- Born: August 31, 1811 Hancock County, Georgia
- Died: August 16, 1885 (aged 73) Augusta, Georgia
- Buried: Magnolia Cemetery Augusta, Georgia
- Allegiance: United States of America Confederate States of America
- Branch: United States Army Confederate States Army
- Service years: 1834–1835; 1846–1847 (USA) 1861–1864 (CSA)
- Rank: 2nd Lieutenant (USA) Major (USV) Colonel (Alabama Militia) Brigadier General (CSA)
- Unit: 5th U.S. Infantry 1st Alabama Volunteers (USV)
- Commands: 16th Georgia Infantry Bryan's Brigade
- Conflicts: Mexican–American War American Civil War Peninsula Campaign; Second Battle of Bull Run; Battle of Fredericksburg; Battle of Chancellorsville; Gettysburg campaign; Mine Run Campaign; Battle of Chickamauga; Overland Campaign; Battle of the Wilderness; Battle of Cold Harbor; Siege of Petersburg;

= Goode Bryan =

Confederate Army general (1811–1885)

Goode Bryan (August 31, 1811 – August 16, 1885) was a planter, politician, military officer, and American Civil War general in the Confederate States Army. His brigade played a prominent role during the Battle of the Wilderness, fighting stubbornly until exhausting its ammunition.

==Early life and career==
Bryan was born in Hancock County, Georgia. Through his great-great-great-grandmother Elizabeth Thynne, Viscountess Weymouth he was descended from Lionel Sackville, 1st Duke of Dorset, Charles Sackville, 6th Earl of Dorset and Richard Sackville, 5th Earl of Dorset. His fourth great grandmomther was Elizabeth Sackville, Duchess of Dorset. He was appointed to the United States Military Academy, graduating 25th of 36 in the Class of 1834. He was appointed a brevet second lieutenant in the 5th U.S. Infantry. However, he resigned his commission after only ten months in the army and moved back to Georgia to pursue a vocation as a planter. He later moved to Tallapoosa County, Alabama, and studied law. He briefly entered politics, serving in the Alabama general assembly in 1843. In June 1846, Bryan joined the 1st Alabama Volunteer Infantry as its major. He served in the Mexican–American War, seeing action at a number of battles. After the war, he resumed his law practice before returning to Georgia and farming. He married Anna Twiggs, daughter of a prominent Virginia planter. In 1859, their daughter Sarah was born.

==Civil War==
Bryan served as a delegate to the Georgia secession convention in 1861. Enlisting in the Confederate Army, he was named a captain in the 16th Georgia Volunteer Infantry before being promoted to lieutenant colonel. On February 15, 1862, he became the regiment's colonel and led it during the subsequent Peninsula Campaign, Second Battle of Bull Run, Fredericksburg, Chancellorsville, and the Gettysburg campaign. During the Battle of Gettysburg, the 16th Georgia was among the troops that were poised for a late attack on a perceived weak spot in the Union line near Little Round Top, but were recalled by Lt. Gen. James Longstreet. To his dying day, Bryan remained bitter, convinced that his men could have moved forward and won the battle.

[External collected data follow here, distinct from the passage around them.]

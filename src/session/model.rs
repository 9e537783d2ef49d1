//! Persisted session record.

use std::fmt;
use std::str::FromStr;

use chrono::{DateTime, Utc};
use serde::{Deserialize, Serialize};
use uuid::Uuid;

/// Connection status of a persisted session.
#[derive(Debug, Clone, Copy, PartialEq, Eq, Hash, Default, Serialize, Deserialize)]
#[serde(rename_all = "lowercase")]
pub enum SessionStatus {
    /// Waiting for the owner to scan a pairing code.
    #[default]
    Pending,
    /// Paired and connected to the network.
    Connected,
    /// Paired before, currently not connected.
    Disconnected,
    /// Unrecoverable failure.
    Error,
}

impl SessionStatus {
    pub fn as_str(&self) -> &'static str {
        match self {
            SessionStatus::Pending => "pending",
            SessionStatus::Connected => "connected",
            SessionStatus::Disconnected => "disconnected",
            SessionStatus::Error => "error",
        }
    }

    /// Whether the session completed pairing at some point and can be
    /// resumed from stored credentials.
    pub fn was_paired(&self) -> bool {
        matches!(self, SessionStatus::Connected | SessionStatus::Disconnected)
    }
}

impl fmt::Display for SessionStatus {
    fn fmt(&self, f: &mut fmt::Formatter<'_>) -> fmt::Result {
        f.write_str(self.as_str())
    }
}

impl FromStr for SessionStatus {
    type Err = String;

    fn from_str(s: &str) -> Result<Self, Self::Err> {
        match s {
            "pending" => Ok(SessionStatus::Pending),
            "connected" => Ok(SessionStatus::Connected),
            "disconnected" => Ok(SessionStatus::Disconnected),
            "error" => Ok(SessionStatus::Error),
            other => Err(format!("unknown session status: {}", other)),
        }
    }
}

/// Owner details supplied on registration.
#[derive(Debug, Clone, PartialEq, Eq, Serialize, Deserialize)]
pub struct SessionProfile {
    pub name: String,
    pub email: String,
}

impl SessionProfile {
    pub fn new(name: impl Into<String>, email: impl Into<String>) -> Self {
        Self {
            name: name.into(),
            email: email.into(),
        }
    }
}

/// A persisted messaging session.
#[derive(Debug, Clone, PartialEq, Serialize, Deserialize)]
pub struct Session {
    pub id: Uuid,
    pub tenant_id: String,
    pub session_key: String,
    pub owner_name: String,
    pub owner_email: String,
    /// Phone-equivalent account identifier, known once paired.
    pub account_id: Option<String>,
    /// Device credential identifier (device JID), known once paired.
    pub device_id: Option<String>,
    pub status: SessionStatus,
    pub pairing_code: Option<String>,
    pub pairing_expires_at: Option<DateTime<Utc>>,
    pub created_at: DateTime<Utc>,
    pub updated_at: DateTime<Utc>,
    pub last_connected_at: Option<DateTime<Utc>>,
}

impl Session {
    /// Create a new pending session.
    pub fn new(
        tenant_id: impl Into<String>,
        session_key: impl Into<String>,
        profile: &SessionProfile,
    ) -> Self {
        let now = Utc::now();
        Self {
            id: Uuid::new_v4(),
            tenant_id: tenant_id.into(),
            session_key: session_key.into(),
            owner_name: profile.name.clone(),
            owner_email: profile.email.clone(),
            account_id: None,
            device_id: None,
            status: SessionStatus::Pending,
            pairing_code: None,
            pairing_expires_at: None,
            created_at: now,
            updated_at: now,
            last_connected_at: None,
        }
    }

    /// Clear pairing linkage and take the new owner details, keeping the
    /// record identity and creation time.
    pub fn reset(&mut self, profile: &SessionProfile) {
        self.owner_name = profile.name.clone();
        self.owner_email = profile.email.clone();
        self.status = SessionStatus::Pending;
        self.account_id = None;
        self.device_id = None;
        self.pairing_code = None;
        self.pairing_expires_at = None;
        self.last_connected_at = None;
        self.updated_at = Utc::now();
    }

    /// Persisted pairing code, if one is cached and still valid at `now`.
    pub fn valid_pairing_code(&self, now: DateTime<Utc>) -> Option<(&str, DateTime<Utc>)> {
        match (&self.pairing_code, self.pairing_expires_at) {
            (Some(code), Some(exp)) if now < exp => Some((code.as_str(), exp)),
            _ => None,
        }
    }

    pub fn account_id(&self) -> Option<&str> {
        self.account_id.as_deref().filter(|a| !a.is_empty())
    }

    pub fn device_id(&self) -> Option<&str> {
        self.device_id.as_deref().filter(|d| !d.is_empty())
    }
}

#[cfg(test)]
mod tests {
    use super::*;
    use chrono::Duration;

    fn profile() -> SessionProfile {
        SessionProfile::new("Alice", "alice@example.com")
    }

    #[test]
    fn test_status_round_trip_strings() {
        for status in [
            SessionStatus::Pending,
            SessionStatus::Connected,
            SessionStatus::Disconnected,
            SessionStatus::Error,
        ] {
            assert_eq!(status.as_str().parse::<SessionStatus>().unwrap(), status);
        }
        assert!("paired".parse::<SessionStatus>().is_err());
    }

    #[test]
    fn test_status_serde_lowercase() {
        let json = serde_json::to_string(&SessionStatus::Disconnected).unwrap();
        assert_eq!(json, "\"disconnected\"");
    }

    #[test]
    fn test_was_paired() {
        assert!(SessionStatus::Connected.was_paired());
        assert!(SessionStatus::Disconnected.was_paired());
        assert!(!SessionStatus::Pending.was_paired());
        assert!(!SessionStatus::Error.was_paired());
    }

    #[test]
    fn test_new_session_is_pending() {
        let session = Session::new("tenantA", "alice", &profile());
        assert_eq!(session.status, SessionStatus::Pending);
        assert_eq!(session.owner_email, "alice@example.com");
        assert!(session.account_id.is_none());
        assert_eq!(session.created_at, session.updated_at);
    }

    #[test]
    fn test_reset_keeps_identity() {
        let mut session = Session::new("tenantA", "alice", &profile());
        let id = session.id;
        let created = session.created_at;
        session.status = SessionStatus::Connected;
        session.account_id = Some("5511999999999".into());
        session.device_id = Some("5511999999999:3@s.whatsapp.net".into());
        session.pairing_code = Some("code".into());
        session.last_connected_at = Some(Utc::now());

        session.reset(&SessionProfile::new("Alice B", "alice.b@example.com"));

        assert_eq!(session.id, id);
        assert_eq!(session.created_at, created);
        assert_eq!(session.status, SessionStatus::Pending);
        assert_eq!(session.owner_name, "Alice B");
        assert!(session.account_id.is_none());
        assert!(session.device_id.is_none());
        assert!(session.pairing_code.is_none());
        assert!(session.last_connected_at.is_none());
    }

    #[test]
    fn test_valid_pairing_code() {
        let mut session = Session::new("tenantA", "alice", &profile());
        let now = Utc::now();
        assert!(session.valid_pairing_code(now).is_none());

        session.pairing_code = Some("abc".into());
        session.pairing_expires_at = Some(now + Duration::seconds(30));
        assert_eq!(session.valid_pairing_code(now).map(|(c, _)| c), Some("abc"));

        session.pairing_expires_at = Some(now - Duration::seconds(1));
        assert!(session.valid_pairing_code(now).is_none());
    }

    #[test]
    fn test_empty_identifiers_are_absent() {
        let mut session = Session::new("tenantA", "alice", &profile());
        session.account_id = Some(String::new());
        assert!(session.account_id().is_none());
    }
}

He was promoted to brigadier general on August 29, 1863, to replace the deceased Paul Jones Semmes and commanded the brigade during the Mine Run Campaign. In September 1863, Bryan's Brigade traveled with James Longstreet to Georgia to reinforce the Army of Tennessee and they fought in the Battle of Chickamauga and the Knoxville Campaign. In the spring of 1864, they returned to the Army of Northern Virginia before the start of the Overland Campaign. Bryan fought at Cold Harbor and the beginning of the Siege of Petersburg. On September 20, 1864, he resigned his commission due to chronic ill health and returned home to Georgia.

==Postbellum activities==
After the war, with his health never again the same, Bryan lived a quiet life in Augusta, Georgia. Northern visitors remarked in the 1880s that "his manners were impeccable." He helped establish the Confederate Survivors Association, serving as the chairman of its first organizational meeting.

Bryan died in Augusta and was interred in the city's Magnolia Cemetery, where six other Confederate generals are also buried.